Mais, en ces jours de disette, ce fut surtout aux auteurs anciens que des affamés demandèrent leur pain quotidien. Dans le Mercure du 15 novembre 1809, M: de Jouy s’écriait : « L’avenir appellera notre âge le siècle des traductions. » Elles pullulèrent, en effet, de tous côtés, soit en vers, soit en prose; et, bonne ou mauvaise, chacune d’elles suscitait une légion de panégyristes ou de censeurs. Ils ne lâchaient pas leur proie avant d’avoir élaboré quatre ou cinq longs articles, sur lesquels s’abattait une nuée d’autres parasites avides de pâture.

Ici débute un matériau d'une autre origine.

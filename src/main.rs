//! CLI entry point for the parking dashboard.
//!
//! Loads one parking sessions CSV, aggregates it once, and either logs the
//! summary, renders a static HTML dashboard, or exports the data as JSON/CSV.

use anyhow::Result;
use clap::{Parser, Subcommand, ValueEnum};
use parking_dashboard::{
    config::{DashboardConfig, parse_center},
    dashboard::{Dashboard, render_html},
    output::{print_json, print_pretty, write_html, write_json, write_records_csv},
    timestamp::parse_offset,
};
use std::ffi::OsStr;
use std::path::Path;
use tracing::{info, warn};
use tracing_subscriber::{
    EnvFilter, Layer,
    fmt::{self, format::FmtSpan},
    layer::SubscriberExt,
    util::SubscriberInitExt,
};

#[derive(Parser)]
#[command(name = "parking_dashboard")]
#[command(about = "Summarise and visualise parking bay sessions from a CSV file", long_about = None)]
struct Cli {
    /// Offset used to read arrival hours, e.g. "+08:00" (overrides PARKING_UTC_OFFSET)
    #[arg(long, global = true, value_parser = parse_zone)]
    utc_offset: Option<chrono::FixedOffset>,

    #[command(subcommand)]
    command: Commands,
}

#[derive(Subcommand)]
enum Commands {
    /// Log the summary statistics
    Summary {
        /// Path or URL of the CSV (defaults to PARKING_DATA_SOURCE)
        #[arg(value_name = "FILE_OR_URL")]
        source: Option<String>,

        #[arg(short, long, value_enum, default_value_t = Format::Json)]
        format: Format,
    },
    /// Render the dashboard as a static HTML page
    Render {
        /// Path or URL of the CSV (defaults to PARKING_DATA_SOURCE)
        #[arg(value_name = "FILE_OR_URL")]
        source: Option<String>,

        /// HTML file to write
        #[arg(short, long, default_value = "dashboard.html")]
        output: String,

        /// Map centre as "lat,lon" (overrides PARKING_MAP_CENTER)
        #[arg(long, value_parser = parse_center_arg)]
        center: Option<(f64, f64)>,

        /// Map zoom level (overrides PARKING_MAP_ZOOM)
        #[arg(long)]
        zoom: Option<u8>,
    },
    /// Export records and summary as JSON, optionally the cleaned records as CSV
    Export {
        /// Path or URL of the CSV (defaults to PARKING_DATA_SOURCE)
        #[arg(value_name = "FILE_OR_URL")]
        source: Option<String>,

        /// JSON file to write
        #[arg(short, long, default_value = "dashboard.json")]
        output: String,

        /// Also write the cleaned records to this CSV file
        #[arg(long)]
        csv: Option<String>,
    },
}

#[derive(Clone, Copy, ValueEnum)]
enum Format {
    Pretty,
    Json,
}

fn parse_zone(s: &str) -> Result<chrono::FixedOffset, String> {
    parse_offset(s).ok_or_else(|| format!("invalid UTC offset '{s}'"))
}

fn parse_center_arg(s: &str) -> Result<(f64, f64), String> {
    parse_center(s).map_err(|e| format!("{e:#}"))
}

#[tokio::main]
async fn main() -> Result<()> {
    dotenvy::dotenv().ok(); // Load .env file

    // Logging setup: colored stderr + JSON rolling log file
    let log_file_path = std::env::var("LOG_FILE_PATH")
        .unwrap_or_else(|_| "logs/parking_dashboard.log".to_string());
    let log_dir = Path::new(&log_file_path)
        .parent()
        .unwrap_or(Path::new("logs"));
    let log_file_name = Path::new(&log_file_path)
        .file_name()
        .unwrap_or(OsStr::new("parking_dashboard.log"));

    let file_appender = tracing_appender::rolling::daily(log_dir, log_file_name);
    let (non_blocking_file, _file_guard) = tracing_appender::non_blocking(file_appender);

    let stderr_layer = fmt::layer()
        .with_target(true)
        .with_span_events(FmtSpan::CLOSE)
        .with_ansi(true)
        .with_writer(std::io::stderr)
        .with_filter(EnvFilter::from_env("RUST_LOG").add_directive("info".parse()?));

    let json_layer = fmt::layer()
        .json()
        .with_current_span(true)
        .with_span_list(true)
        .with_writer(non_blocking_file)
        .with_filter(EnvFilter::from_env("RUST_LOG_JSON").add_directive("debug".parse()?));

    tracing_subscriber::registry()
        .with(stderr_layer)
        .with(json_layer)
        .init();

    let cli = Cli::parse();

    let mut cfg = DashboardConfig::from_env()?;
    if let Some(zone) = cli.utc_offset {
        cfg.zone = zone;
    }

    match cli.command {
        Commands::Summary { source, format } => {
            apply_source(&mut cfg, source);
            let dashboard = Dashboard::load(&cfg).await;

            match &dashboard.summary {
                Some(summary) => match format {
                    Format::Pretty => print_pretty(summary),
                    Format::Json => print_json(summary)?,
                },
                None => warn!(source = %cfg.source, "No parking data to summarise"),
            }
        }
        Commands::Render {
            source,
            output,
            center,
            zoom,
        } => {
            apply_source(&mut cfg, source);
            if let Some(center) = center {
                cfg.map_center = center;
            }
            if let Some(zoom) = zoom {
                cfg.map_zoom = zoom;
            }

            let dashboard = Dashboard::load(&cfg).await;
            write_html(&output, &render_html(&dashboard, &cfg))?;
            info!(output = %output, records = dashboard.records.len(), "Dashboard rendered");
        }
        Commands::Export { source, output, csv } => {
            apply_source(&mut cfg, source);
            let dashboard = Dashboard::load(&cfg).await;

            write_json(&output, &dashboard)?;
            if let Some(csv_path) = csv {
                write_records_csv(&csv_path, &dashboard.records)?;
                info!(csv = %csv_path, "Cleaned records exported");
            }
            info!(output = %output, records = dashboard.records.len(), "Dashboard exported");
        }
    }

    Ok(())
}

fn apply_source(cfg: &mut DashboardConfig, source: Option<String>) {
    if let Some(source) = source {
        cfg.source = source;
    }
}
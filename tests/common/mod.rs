//! Shared fixtures for texture cache integration tests.

use std::collections::HashMap;
use std::io;

use texture_cache::{DecodeError, DecodedImage, ImageDecoder};

/// Install a test logger once; later calls are no-ops.
pub fn init_logging() {
    let _ = env_logger::builder().is_test(true).try_init();
}

/// Decoder serving images from memory, counting decodes per path.
#[derive(Debug, Default)]
pub struct MemoryDecoder {
    images: HashMap<String, DecodedImage>,
    decodes: HashMap<String, usize>,
}

impl MemoryDecoder {
    pub fn new() -> Self {
        Self::default()
    }

    /// Register a `size`x`size` image with `channels` channels, filled with `fill`.
    pub fn with_image(mut self, path: &str, size: u32, channels: u32, fill: u8) -> Self {
        let pixels = vec![fill; (size * size * channels) as usize];
        self.images.insert(
            path.to_string(),
            DecodedImage {
                width: size,
                height: size,
                channels,
                pixels,
            },
        );
        self
    }

    pub fn decodes_of(&self, path: &str) -> usize {
        self.decodes.get(path).copied().unwrap_or(0)
    }

    pub fn total_decodes(&self) -> usize {
        self.decodes.values().sum()
    }
}

impl ImageDecoder for MemoryDecoder {
    fn decode(&mut self, path: &str) -> Result<DecodedImage, DecodeError> {
        *self.decodes.entry(path.to_string()).or_default() += 1;
        self.images.get(path).cloned().ok_or_else(|| {
            DecodeError::Io(io::Error::new(
                io::ErrorKind::NotFound,
                format!("{path} does not exist"),
            ))
        })
    }
}
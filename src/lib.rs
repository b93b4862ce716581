//! Texture Cache - deduplicated GPU texture uploads
//!
//! Hands out one GPU texture per distinct image path, no matter how many
//! owners ask for it. Textures are reference counted and freed on the
//! device when the last owner releases them.
//!
//! # Features
//! - [`TextureCache`] with acquire / release / teardown
//! - Device abstraction via [`TextureDevice`] with a wgpu implementation
//!   and a recording [`DummyDevice`] for tests
//! - Image decoding through the `image` crate, pluggable via [`ImageDecoder`]
//! - [`SharedTextureCache`] for callers on several threads

pub mod backend;
pub mod cache;
pub mod resources;

pub use backend::{
    AddressMode, BackendError, DeviceCall, DummyDevice, FilterMode, SamplingPolicy, TextureDevice,
    TextureFormat, TextureHandle,
};
pub use cache::{
    Result, SharedTextureCache, TextureCache, TextureCacheConfig, TextureCacheError, TextureRecord,
};
pub use resources::{DecodeError, DecodedImage, ImageDecoder, ImageFileDecoder};

// Re-export the wgpu device for direct access
#[cfg(feature = "wgpu-backend")]
pub use backend::wgpu_backend::WgpuTextureDevice;
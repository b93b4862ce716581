//! Device abstraction layer
//!
//! Provides the [`TextureDevice`] trait the cache drives, plus a wgpu
//! implementation and a recording dummy device.

pub mod dummy;
pub mod traits;
pub mod types;

#[cfg(feature = "wgpu-backend")]
pub mod wgpu_backend;

pub use dummy::{DeviceCall, DummyDevice};
pub use traits::*;
pub use types::*;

En face de ces interminables notices et de toutes ces gloses, on croit assister à une classe. La littérature de l’empire n’était plus qu’une manufacture de versions latines. Mais faisons trêve à l’ironie; outre que les ouvrages nouveaux avaient une médiocre valeur, et qu’il ne fût pas toujours commode d’en parler franchement, lorsque l’auteur plaisait en haut lieu, il y a quelque chose de touchant dans la candeur avec laquelle chacun avouait l’insuffisance de ses études et dans l’empressement qu’on mettait à la réparer.

Un extrait de M. Thurot, analysant une traduction de l’Iliade par M. Aignan, débutait ainsi : « l’Iliade est le chef-d’œuvre d’Homère; et Homère, le plus ancien écrivain que l’on connaisse, est le

  1. Louis Armet, élève de M. Le Chevalier. (Mercure.)
  2. Ces articles sont d’Auger et de Fauriel.
  3. Ce sont les expressions de Dussault.